Am 10. Mai beim Auftaktkonzert in der St.-Katharina-Kirche von Üxheim-Leudersdorf, vier Kilometer östlich von Uedelhoven, werden Zeithistorie und Festival dann zusammenfallen. Webers Vorfahren waren aus Frankreich nach Deutschland geflohene niedrigadelige Protestanten. Die Hugenotten, wie die Religionsflüchtlinge genannt wurden, ließen sich in diesem Fall in Leudersdorf nieder.
„Der älteste Hof meiner Familie steht heute noch“, so die Nachfahrin. Sie ist überzeugt: „Gambenmusik aus dem Barock hatten auch meine Vorfahren im Ohr, als sie sich in der Eifel niederließen.“ Sie wird sie auch ihnen zu Ehren in Üxheim-Leudersdorf spielen.
„Kultursommer Rheinland-Pfalz“ und Eifel-Stiftung haben Unterstützung zugesagt
Weitere Beispiele für den Ansatz, Ortsgeschichte mit Musik zu verbinden, gibt es auch bei den drei Adressen in der Nordeifel. Nur drei von elf Konzerten? „Weil die regionale Kulturförderung durch das RKP-Büro des Landes in Aachen uns leider nicht berücksichtigt hat“, bedauert Sabine Weber.
Sie hat dennoch das nötige Geld für das 22.000-Euro-Budget von „Mit der Gambe durch die Eifel“ zusammenbekommen. Der „Kultursommer Rheinland-Pfalz“ habe ebenso zugesagt wie die Eifel-Stiftung in Kronenburg. Weitere Sponsoren sind etwa die Tourist-Information Gerolsteiner Land und die Kreissparkassen in Euskirchen und Daun.
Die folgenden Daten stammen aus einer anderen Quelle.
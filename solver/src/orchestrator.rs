//! Dispatches inbound frames to exploration/image-recognition/fastest-path
//! and emits outbound MDF/motion frames, per spec.md §4.5.

use tokio::sync::mpsc;
use tokio::time::sleep;

use crate::arena::Arena;
use crate::config::Config;
use crate::error::{CoreError, CoreResult};
use crate::exploration::image_recognition::ImageRecognitionExploration;
use crate::exploration::{Exploration, ExplorationHost};
use crate::geometry::{Direction, GOAL_POINT, Movement, Point, START_POINT};
use crate::planner;
use crate::robot::Robot;
use crate::wire::InboundFrame;

/// One message crossing from the transport reader task (T1) into the
/// orchestrator task (T2). `Shutdown` is the explicit sentinel the
/// reader pushes on transport failure or a `QQQQQQ` frame, per the
/// redesign guidance (the channel closes rather than the orchestrator
/// polling an `is_running` flag at this layer).
#[derive(Debug, Clone, PartialEq, Eq)]
pub enum InboundMessage {
    Frame(InboundFrame),
    Shutdown,
}

/// An outbound frame the orchestrator hands to the transport writer.
#[derive(Debug, Clone, PartialEq, Eq)]
pub enum OutboundFrame {
    Mdf { p1: String, p2: String },
    MotionBurstHeader,
    MotionChunk(String),
    PhotoRequest(Point),
    Log(String),
}

/// Anything the orchestrator needs from the outside world besides the
/// inbound queue: sensor polling and outbound frame delivery. A real
/// binary implements this over the transport collaborator; tests use an
/// in-memory double.
pub trait Transport {
    fn send(&mut self, frame: OutboundFrame);
    fn poll_sensors(&mut self) -> Vec<Option<i32>>;
}

struct TransportHost<'a, T: Transport> {
    transport: &'a mut T,
}

impl<'a, T: Transport> ExplorationHost for TransportHost<'a, T> {
    fn report_move(&mut self, movement: Movement, point: Point, facing: Direction) {
        log::debug!("moved {movement:?} -> {point:?} facing {facing:?}");
    }

    fn report_cell_explored(&mut self, _point: Point) {}

    fn request_sensors(&mut self, robot: &Robot, _arena: &Arena) -> Vec<Option<i32>> {
        let readings = self.transport.poll_sensors();
        if readings.len() != robot.sensors.len() {
            log::warn!(
                "sensor reading count {} does not match sensor loadout {}",
                readings.len(),
                robot.sensors.len()
            );
        }
        readings
    }

    fn request_photo(&mut self, obstacle: Point, _face: Direction) {
        self.transport.send(OutboundFrame::PhotoRequest(obstacle));
    }

    fn request_calibration(&mut self) {
        log::info!("calibration requested");
    }
}

/// Owns the arena/robot and drains the inbound queue, dispatching each
/// frame and writing outbound frames through `Transport`.
pub struct Orchestrator<T: Transport> {
    config: Config,
    arena: Arena,
    robot: Robot,
    waypoint: Option<Point>,
    transport: T,
}

impl<T: Transport> Orchestrator<T> {
    pub fn new(config: Config, arena: Arena, transport: T) -> Self {
        Self {
            robot: Robot::new(START_POINT, Direction::East, config.robot_speed),
            config,
            arena,
            waypoint: None,
            transport,
        }
    }

    fn emit_mdf(&mut self) {
        let (p1, p2) = self.arena.encode_mdf();
        self.transport.send(OutboundFrame::Mdf { p1, p2 });
    }

    async fn run_exploration(&mut self) -> CoreResult<()> {
        log::info!("starting exploration");
        let mut engine = Exploration::new(&self.config);
        let mut host = TransportHost {
            transport: &mut self.transport,
        };
        let result = engine.run(&mut self.arena, &mut self.robot, &mut host);
        self.emit_mdf();
        result
    }

    async fn run_image_recognition_exploration(&mut self) -> CoreResult<()> {
        log::info!("starting image-recognition exploration");
        let mut engine = ImageRecognitionExploration::new(&self.config);
        let mut host = TransportHost {
            transport: &mut self.transport,
        };
        let result = engine.run(&mut self.arena, &mut self.robot, &mut host);
        self.emit_mdf();
        result
    }

    async fn run_fastest_path(&mut self) -> CoreResult<()> {
        let Some(waypoint) = self.waypoint else {
            log::warn!("FP requested with no waypoint set; discarding");
            return Ok(());
        };

        let grid = self.arena.planning_grid(false);
        let path = match planner::plan(
            &grid,
            self.robot.pose.point,
            self.robot.pose.direction,
            Some(waypoint),
            GOAL_POINT,
        ) {
            Ok(path) => path,
            Err(error) => {
                log::error!("fastest-path planning failed: {error}");
                return Ok(());
            }
        };

        let movements = planner::path_to_movements(&path);
        let consolidated = planner::consolidate_movements(&movements);
        let chunks = planner::split_into_chunks(&consolidated, self.config.motion_chunk_char_budget);

        self.transport.send(OutboundFrame::MotionBurstHeader);
        for chunk in chunks {
            self.transport.send(OutboundFrame::MotionChunk(chunk));
            sleep(std::time::Duration::from_secs_f64(
                self.config.motion_chunk_pacing_seconds,
            ))
            .await;
        }

        for movement in movements {
            self.robot.step(movement);
        }
        Ok(())
    }

    async fn dispatch(&mut self, frame: InboundFrame) -> CoreResult<()> {
        match frame {
            InboundFrame::StartExploration => self.run_exploration().await,
            InboundFrame::StartImageRecognitionExploration => {
                self.run_image_recognition_exploration().await
            }
            InboundFrame::SetWaypoint(point) => {
                if !point.is_within_inner_range() || self.arena.is_obstacle(point) {
                    log::warn!("rejecting waypoint at invalid point {point:?}");
                    return Err(CoreError::Validation(format!("invalid waypoint {point:?}")));
                }
                self.waypoint = Some(point);
                Ok(())
            }
            InboundFrame::SetStart(point) => {
                if !point.is_within_inner_range() || self.arena.is_obstacle(point) {
                    log::warn!("rejecting start pose at invalid point {point:?}");
                    return Err(CoreError::Validation(format!("invalid start pose {point:?}")));
                }
                self.robot.pose.point = point;
                Ok(())
            }
            InboundFrame::StartFastestPath => self.run_fastest_path().await,
            InboundFrame::SensorReadings(_) => Ok(()), // consumed directly by Transport::poll_sensors
            InboundFrame::Terminate => Err(CoreError::Transport),
        }
    }

    /// Drains `inbound` until it closes or a `Terminate`/`Shutdown`
    /// message arrives. Returns normally on clean shutdown; propagates
    /// only `CoreError::Transport`, per the propagation policy in
    /// spec.md §7.
    pub async fn run(&mut self, mut inbound: mpsc::Receiver<InboundMessage>) -> CoreResult<()> {
        while let Some(message) = inbound.recv().await {
            match message {
                InboundMessage::Shutdown => break,
                InboundMessage::Frame(frame) => match self.dispatch(frame).await {
                    Ok(()) => {}
                    Err(error) if error.is_fatal() => return Err(error),
                    Err(error) => log::warn!("recoverable error, continuing: {error}"),
                },
            }
        }
        Ok(())
    }
}

#[cfg(test)]
mod tests {
    use super::*;

    struct RecordingTransport {
        sent: Vec<OutboundFrame>,
        sensor_script: Vec<Vec<Option<i32>>>,
    }

    impl RecordingTransport {
        fn new() -> Self {
            Self {
                sent: Vec::new(),
                sensor_script: Vec::new(),
            }
        }
    }

    impl Transport for RecordingTransport {
        fn send(&mut self, frame: OutboundFrame) {
            self.sent.push(frame);
        }
        fn poll_sensors(&mut self) -> Vec<Option<i32>> {
            self.sensor_script.pop().unwrap_or_default()
        }
    }

    #[tokio::test]
    async fn unset_waypoint_discards_fastest_path_request() {
        let config = Config::default();
        let arena = Arena::new();
        let transport = RecordingTransport::new();
        let mut orchestrator = Orchestrator::new(config, arena, transport);

        orchestrator.dispatch(InboundFrame::StartFastestPath).await.unwrap();
        assert!(orchestrator.transport.sent.is_empty());
    }

    #[tokio::test]
    async fn terminate_frame_is_fatal() {
        let config = Config::default();
        let arena = Arena::new();
        let transport = RecordingTransport::new();
        let mut orchestrator = Orchestrator::new(config, arena, transport);

        let result = orchestrator.dispatch(InboundFrame::Terminate).await;
        assert!(matches!(result, Err(CoreError::Transport)));
    }

    #[tokio::test]
    async fn shutdown_sentinel_ends_the_run_loop_cleanly() {
        let config = Config::default();
        let arena = Arena::new();
        let transport = RecordingTransport::new();
        let mut orchestrator = Orchestrator::new(config, arena, transport);

        let (tx, rx) = mpsc::channel(4);
        tx.send(InboundMessage::Shutdown).await.unwrap();
        drop(tx);
        assert!(orchestrator.run(rx).await.is_ok());
    }

    #[tokio::test]
    async fn rejects_waypoint_outside_inner_range() {
        let config = Config::default();
        let arena = Arena::new();
        let transport = RecordingTransport::new();
        let mut orchestrator = Orchestrator::new(config, arena, transport);

        let result = orchestrator
            .dispatch(InboundFrame::SetWaypoint(Point::new(0, 0)))
            .await;
        assert!(result.is_err());
    }
}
Am 15. Juni gibt es ein Konzert in der spätgotischen Ahekapelle bei Nettersheim-Engelgau. Um 14 Uhr startet zunächst eine Wanderung unter dem Motto „Auf der Eifelschleife im Genfbachtal – Orchideen und römische Fundamente“ mit Joachim Starke von der Gemeinde Nettersheim. Ausgangspunkt ist der Bahnhof Nettersheim, Ziel die Kapelle. Dort schließt sich das Konzert an. Zudem wird Burkhard Brücker vom Förderverein Ahekapelle einen Vortrag zur Geschichte und Restaurierung der Wallfahrtskapelle halten.
Konzert in der sehenswerten Ein-Säulen-Kirche von Kronenburg
Am 17. September steht ein Konzert in der sehenswerten Ein-Säulen-Kirche von Kronenburg auf dem Programm. Pfarrer Andreas Züll, Leiter des Pastoralen Raums Blankenheim-Dahlem, wird zum Tag des offenen Denkmals an diesem Datum wertvolle Paramente und Gewänder in St. Johann Baptist ausstellen lassen. Züll kennt Sabine Weber und ihre Künste auf der Gambe von Konzerten in der Blankenheimer Pfarrkirche Mariä Himmelfahrt.
Ebenfalls Johannes dem Täufer ist Ripsdorfs Pfarrkirche geweiht, wo das favori-Ensemble am 17. August zu Gast sein wird. Um 14 Uhr startet zunächst eine Kräuterwanderung mit der Volksheilkundlerin Irmgard Löffelmann. Kräuterbüsche werden gesammelt, die im Anschluss zur festlichen Gambenmusik als traditionelle Herbststräuße geweiht werden.
Letzte Konzertstation der Gambenreise ist Euskirchen-Euenheim mit St. Brictius am 7. November. Kunsthistorikerin Jennifer Kirchhoff vom Stadtmuseum Euskirchen wird einen Vortrag über die Bezüge zwischen Kirchenkunst in St. Brictius und den Patronatsheiligen halten.
Eintrittskarten sind in der Regel an der Abendkasse erhältlich, zu einigen Konzerten ist der Eintritt frei. Alle Konzerttermine gibt es im Internet.